Sin embargo, siendo estas últimas medidas políticas fundamentales para modernizar España y resolver los problemas de la gente, me atrevo a decir que las primeras señaladas más arriba son en verdad mucho más importantes, porque además son medidas que llevarían a la aprobación de las segundas. Y, a la vista del circo mediático que han protagonizado las cúpulas de los principales partidos políticos durante los últimos 4 meses de campaña electoral subvencionada con dinero público, son más necesarias que nunca.

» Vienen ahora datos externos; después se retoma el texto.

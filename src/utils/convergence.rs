//! Statistics reported by the iterative solver driver.

use crate::criteria::CalculationStatus;

#[derive(Clone, Debug)]
pub struct SolveStats<T> {
    pub iterations: usize,
    pub final_residual: T,
    pub converged: bool,
    /// Status of the stop criteria when the loop ended.
    pub status: CalculationStatus,
}
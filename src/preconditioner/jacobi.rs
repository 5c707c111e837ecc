// Jacobi preconditioner implementation

use crate::core::traits::Scalar;
use crate::error::KError;
use crate::matrix::CsrMatrix;
use crate::preconditioner::{check_apply_dims, check_square, Preconditioner};
use faer::Mat;

/// Jacobi preconditioner: M⁻¹ = D⁻¹
#[derive(Debug, Clone)]
pub struct Jacobi<T> {
    pub(crate) inv_diag: Option<Vec<T>>,
}

impl<T: Scalar> Jacobi<T> {
    /// new with empty state; user must call `setup`.
    pub fn new() -> Self {
        Self { inv_diag: None }
    }

    fn set_diagonal(&mut self, diag: impl Iterator<Item = T>) -> Result<(), KError> {
        let inv_diag = diag
            .enumerate()
            .map(|(i, d)| {
                if d == T::zero() || !d.is_finite() {
                    Err(KError::ZeroPivot(i))
                } else {
                    Ok(T::one() / d)
                }
            })
            .collect::<Result<Vec<_>, _>>()?;
        self.inv_diag = Some(inv_diag);
        Ok(())
    }

    /// z = D⁻¹ r
    pub fn approximate_into(&self, r: &[T], z: &mut [T]) -> Result<(), KError> {
        let inv_diag = self.inv_diag.as_ref().ok_or(KError::NotInitialized)?;
        check_apply_dims(inv_diag.len(), r.len(), z.len())?;
        for ((zi, &ri), &di) in z.iter_mut().zip(r).zip(inv_diag) {
            *zi = di * ri;
        }
        Ok(())
    }

    pub fn approximate(&self, r: &[T]) -> Result<Vec<T>, KError> {
        let mut z = vec![T::zero(); r.len()];
        self.approximate_into(r, &mut z)?;
        Ok(z)
    }
}

impl<T: Scalar> Default for Jacobi<T> {
    fn default() -> Self {
        Self::new()
    }
}

impl<T: Scalar> Preconditioner<CsrMatrix<T>, Vec<T>> for Jacobi<T> {
    fn setup(&mut self, a: &CsrMatrix<T>) -> Result<(), KError> {
        check_square(a.nrows(), a.ncols())?;
        self.set_diagonal((0..a.nrows()).map(|i| a.get(i, i)))
    }

    fn apply(&self, r: &Vec<T>, z: &mut Vec<T>) -> Result<(), KError> {
        self.approximate_into(r, z)
    }

    fn apply_transpose(&self, r: &Vec<T>, z: &mut Vec<T>) -> Result<(), KError> {
        self.approximate_into(r, z)
    }
}

impl<T: Scalar> Preconditioner<Mat<T>, Vec<T>> for Jacobi<T> {
    fn setup(&mut self, a: &Mat<T>) -> Result<(), KError> {
        check_square(a.nrows(), a.ncols())?;
        self.set_diagonal((0..a.nrows()).map(|i| a[(i, i)]))
    }

    fn apply(&self, r: &Vec<T>, z: &mut Vec<T>) -> Result<(), KError> {
        self.approximate_into(r, z)
    }

    fn apply_transpose(&self, r: &Vec<T>, z: &mut Vec<T>) -> Result<(), KError> {
        self.approximate_into(r, z)
    }
}
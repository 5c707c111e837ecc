//! Configuration of stop criteria and preconditioners.

pub mod options;
pub use options::{DivergenceOptions, PcType, SolverOptions};
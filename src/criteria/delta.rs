//! Element-delta test on successive solutions.

use crate::core::traits::Scalar;
use crate::criteria::{CalculationStatus, CriterionKind, IterationState, StopCriterion};
use crate::error::KError;

/// Converges once no solution entry moves by more than `tolerance` between
/// two consecutive evaluations.
///
/// The first evaluation after construction or reset only records the solution.
#[derive(Debug)]
pub struct DeltaCriterion<T> {
    tolerance: T,
    previous: Vec<T>,
    status: CalculationStatus,
}

impl<T: Scalar> DeltaCriterion<T> {
    pub fn new(tolerance: T) -> Result<Self, KError> {
        if !(tolerance.is_finite() && tolerance >= T::zero()) {
            return Err(KError::InvalidParameter(format!(
                "delta tolerance must be non-negative and finite, got {tolerance:?}"
            )));
        }
        Ok(Self { tolerance, previous: Vec::new(), status: CalculationStatus::Indeterminate })
    }

    pub fn tolerance(&self) -> T {
        self.tolerance
    }
}

impl<T: Scalar> StopCriterion<T> for DeltaCriterion<T> {
    fn evaluate(&mut self, state: &IterationState<'_, T>) -> Result<CalculationStatus, KError> {
        let x = state.solution();
        self.status = if self.previous.len() != x.len() {
            CalculationStatus::Running
        } else {
            let delta = self
                .previous
                .iter()
                .zip(x)
                .map(|(&p, &xi)| (xi - p).abs())
                .fold(T::zero(), |acc, d| if d.is_nan() || d > acc { d } else { acc });
            if !delta.is_finite() {
                CalculationStatus::Failed
            } else if delta <= self.tolerance {
                CalculationStatus::Converged
            } else {
                CalculationStatus::Running
            }
        };
        self.previous.clear();
        self.previous.extend_from_slice(x);
        Ok(self.status)
    }

    fn status(&self) -> CalculationStatus {
        self.status
    }

    fn reset(&mut self) {
        self.previous.clear();
        self.status = CalculationStatus::Indeterminate;
    }

    fn clone_criterion(&self) -> Box<dyn StopCriterion<T>> {
        Box::new(DeltaCriterion {
            tolerance: self.tolerance,
            previous: Vec::new(),
            status: CalculationStatus::Indeterminate,
        })
    }

    fn kind(&self) -> CriterionKind {
        CriterionKind::Delta
    }
}
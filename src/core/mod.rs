//! Core numeric traits and their implementations for faer matrices and Rust vectors.

pub mod traits;
pub mod wrappers;
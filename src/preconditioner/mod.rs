//! Preconditioners for linear solvers.
//!
//! This module defines the Preconditioner trait and includes the identity,
//! Jacobi and zero-fill incomplete LU preconditioners.

use crate::error::KError;

/// A preconditioner M ≈ A⁻¹.
///
/// `setup` is called once with the system matrix; `apply` may then be called
/// any number of times within a solve.
pub trait Preconditioner<M, V> {
    /// Apply M⁻¹ to r, writing z = M⁻¹ r
    fn apply(&self, r: &V, z: &mut V) -> Result<(), KError>;
    /// Setup/factorize from A. Calling it again replaces the previous state.
    fn setup(&mut self, a: &M) -> Result<(), KError>;
    /// Apply M⁻ᵀ to r, writing z = M⁻ᵀ r
    fn apply_transpose(&self, _r: &V, _z: &mut V) -> Result<(), KError> {
        Err(KError::Unsupported("transposed preconditioner application"))
    }
}

/// Check the vector lengths of an application against the operator dimension.
pub(crate) fn check_apply_dims(n: usize, r: usize, z: usize) -> Result<(), KError> {
    if r != n {
        return Err(KError::DimensionMismatch { expected: n, found: r });
    }
    if z != n {
        return Err(KError::DimensionMismatch { expected: n, found: z });
    }
    Ok(())
}

pub(crate) fn check_square(nrows: usize, ncols: usize) -> Result<(), KError> {
    if nrows != ncols {
        return Err(KError::NotSquare { nrows, ncols });
    }
    Ok(())
}

// Submodules for the supported preconditioners
pub mod identity;
pub mod ilu;
pub mod jacobi;

// Re-exports for convenience
pub use identity::Identity;
pub use ilu::Ilu0;
pub use jacobi::Jacobi;
//! Solver statistics and floating-point comparison helpers.

pub mod convergence;
pub mod precision;
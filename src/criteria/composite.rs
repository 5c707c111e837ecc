//! Ordered combination of stop criteria.
//!
//! Every member is evaluated on every iteration, in registration order, and
//! the member statuses are combined by precedence:
//!
//! 1. `Failed` or `Cancelled` (the first one registered wins),
//! 2. `Converged`,
//! 3. `StoppedWithoutConvergence`,
//! 4. `Running`.
//!
//! A failure is never masked by a looser criterion that still reports
//! `Running` or even `Converged`. The ordering is a design default for
//! iterative solvers; see [`CalculationStatus::precedence`].

use crate::core::traits::Scalar;
use crate::criteria::{CalculationStatus, CriterionKind, IterationState, StopCriterion};
use crate::error::KError;

#[derive(Debug)]
pub struct CompositeCriterion<T> {
    criteria: Vec<Box<dyn StopCriterion<T>>>,
    cancelled: bool,
    status: CalculationStatus,
}

impl<T: Scalar> CompositeCriterion<T> {
    pub fn new() -> Self {
        Self { criteria: Vec::new(), cancelled: false, status: CalculationStatus::Indeterminate }
    }

    /// Failure detection, residual tolerance and iteration budget, the usual trio.
    pub fn with_defaults(tolerance: T, max_iterations: usize) -> Result<Self, KError> {
        Ok(Self::new()
            .with(crate::criteria::FailureCriterion::new())
            .with(crate::criteria::ResidualCriterion::new(tolerance)?)
            .with(crate::criteria::IterationCountCriterion::new(max_iterations)))
    }

    /// Append a criterion; evaluation follows registration order.
    pub fn with<C: StopCriterion<T> + 'static>(mut self, criterion: C) -> Self {
        self.push(Box::new(criterion));
        self
    }

    pub fn push(&mut self, criterion: Box<dyn StopCriterion<T>>) {
        self.criteria.push(criterion);
    }

    pub fn len(&self) -> usize {
        self.criteria.len()
    }

    pub fn is_empty(&self) -> bool {
        self.criteria.is_empty()
    }

    /// Member criteria in registration order.
    pub fn criteria(&self) -> impl Iterator<Item = &dyn StopCriterion<T>> {
        self.criteria.iter().map(|c| c.as_ref())
    }

    /// Abort the calculation from outside the solver loop.
    ///
    /// The composite reports `Cancelled` until it is reset.
    pub fn cancel(&mut self) {
        log::debug!("calculation cancelled");
        self.cancelled = true;
        self.status = CalculationStatus::Cancelled;
    }

    pub fn is_cancelled(&self) -> bool {
        self.cancelled
    }
}

impl<T: Scalar> Default for CompositeCriterion<T> {
    fn default() -> Self {
        Self::new()
    }
}

impl<T: Scalar> StopCriterion<T> for CompositeCriterion<T> {
    /// Empty composites, at any nesting depth, cannot decide anything.
    fn validate_configuration(&self) -> Result<(), KError> {
        if self.criteria.is_empty() {
            return Err(KError::MissingInput("stop criteria"));
        }
        self.criteria.iter().try_for_each(|c| c.validate_configuration())
    }

    fn evaluate(&mut self, state: &IterationState<'_, T>) -> Result<CalculationStatus, KError> {
        // members are only touched once the whole tree is known to evaluate
        self.validate_configuration()?;
        if self.cancelled {
            self.status = CalculationStatus::Cancelled;
            return Ok(self.status);
        }
        let mut combined = CalculationStatus::Running;
        for criterion in self.criteria.iter_mut() {
            let s = criterion.evaluate(state)?;
            if s.precedence() > combined.precedence() {
                combined = s;
            }
        }
        if combined != self.status {
            log::debug!(
                "status {} -> {} at iteration {}",
                self.status,
                combined,
                state.iteration()
            );
        }
        self.status = combined;
        Ok(self.status)
    }

    fn status(&self) -> CalculationStatus {
        self.status
    }

    fn reset(&mut self) {
        for criterion in self.criteria.iter_mut() {
            criterion.reset();
        }
        self.cancelled = false;
        self.status = CalculationStatus::Indeterminate;
    }

    fn clone_criterion(&self) -> Box<dyn StopCriterion<T>> {
        Box::new(CompositeCriterion {
            criteria: self.criteria.iter().map(|c| c.clone_criterion()).collect(),
            cancelled: false,
            status: CalculationStatus::Indeterminate,
        })
    }

    fn kind(&self) -> CriterionKind {
        CriterionKind::Composite
    }
}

Hay quienes han venido reivindicando hasta dejarnos sordos la “nueva política” frente a la “vieja política”. Se han acabado las mentiras: cuando apenas hay diferencias sustanciales entre una y otra, lo que toca es seguir reivindicando la buena frente a la mala política. No creo que seamos personas extraordinarias. En verdad, somos simples ciudadanos comprometidos que queremos seguir defendiendo a España y a los españoles. Ésta es la disposición de UPYD. Y, tras el circo de 4 meses que hemos padecido, seguir defendiendo de manera humilde y constructiva un diálogo sincero entre distintos que nos lleve al cambio auténtico de la política en España.